Part 16 (1/2)
Tsia eyed her for a moment. The tiny lines around her eyes deepened with her uneasiness. ”The webs are
on my old ID line,” she added. ”The one I had before I joined the meres. They're not on my current traces.”
”I understand,” Nitpicker said more sharply.
”And?”
”That's all.”
Tsia stared at her. ”No questions?”
”No.”
A spark of anger grew in Tsia's gut. ”That's it?”
”Yes.”
”Just 'Yes'? No discussion? No questions at all?” No trust in what I say? she wanted to snap.
Nitpicker turned finally and met her eyes with a cold look of warning, then turned and walked back along the trail.
Tsia took a half step after her, then halted. Her hand went halfway to her throat. She could almost feel Nitpicker's fingers against the flesh of her neck. Could almost feel the fear in the woman beating against her own ribs. Her jaw set abruptly. The pale scars along her cheek went whiter as she held her tension with fury.

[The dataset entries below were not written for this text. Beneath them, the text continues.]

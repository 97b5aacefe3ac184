//! Hexagon outline geometry.

use std::f64::consts::PI;

use kurbo::Point;

/// Regular pointy-top hexagon vertices, centered on the origin.
///
/// The first vertex sits straight above the center; the rest follow
/// clockwise in screen coordinates (y grows downward).
pub(crate) fn vertices(circumradius: f64) -> Vec<Point> {
    (0..6)
        .map(|i| {
            let angle = PI / 2.0 + i as f64 * PI / 3.0;
            Point::new(circumradius * angle.cos(), -circumradius * angle.sin())
        })
        .collect()
}

#[cfg(test)]
mod tests {
    use super::*;
    use crate::shapes::polygon_path;
    use kurbo::Shape;

    #[test]
    fn test_vertex_count() {
        assert_eq!(vertices(50.0).len(), 6);
    }

    #[test]
    fn test_vertices_on_circumcircle() {
        for v in vertices(50.0) {
            assert!((v.to_vec2().hypot() - 50.0).abs() < 1e-9);
        }
    }

    #[test]
    fn test_top_vertex() {
        let v = vertices(50.0);
        assert!(v[0].x.abs() < 1e-9);
        assert!((v[0].y + 50.0).abs() < 1e-9);
    }

    #[test]
    fn test_path_area() {
        // Regular hexagon area: 3*sqrt(3)/2 * r^2.
        let path = polygon_path(&vertices(1.0));
        let expected = 3.0 * 3.0_f64.sqrt() / 2.0;
        assert!((path.area().abs() - expected).abs() < 1e-9);
    }
}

As Nitpicker pa.s.sed Kurvan, the other mere said something, and the mere leader nodded with a faint smile. Kurvan glanced up and met Tsia's eyes, and she could taste the satisfaction that flushed through her biogate. He hated her, she thought. Had hated her since Tucker's death. He wanted her to fail. She could taste it like dung in her mouth. Kurvan looked once more at her face, then turned away to the cave. Tsia, left like a stick in the rain, merely stood and stared, her eyes unfocused, and her biogate taut as her jaw.
She stared at Ruka where he crept down to meet her. Never in the ten years she'd worked with Nitpiker had the pilot provoked her so deliberately. Had that been an act? A test? And if so, who had she been testing?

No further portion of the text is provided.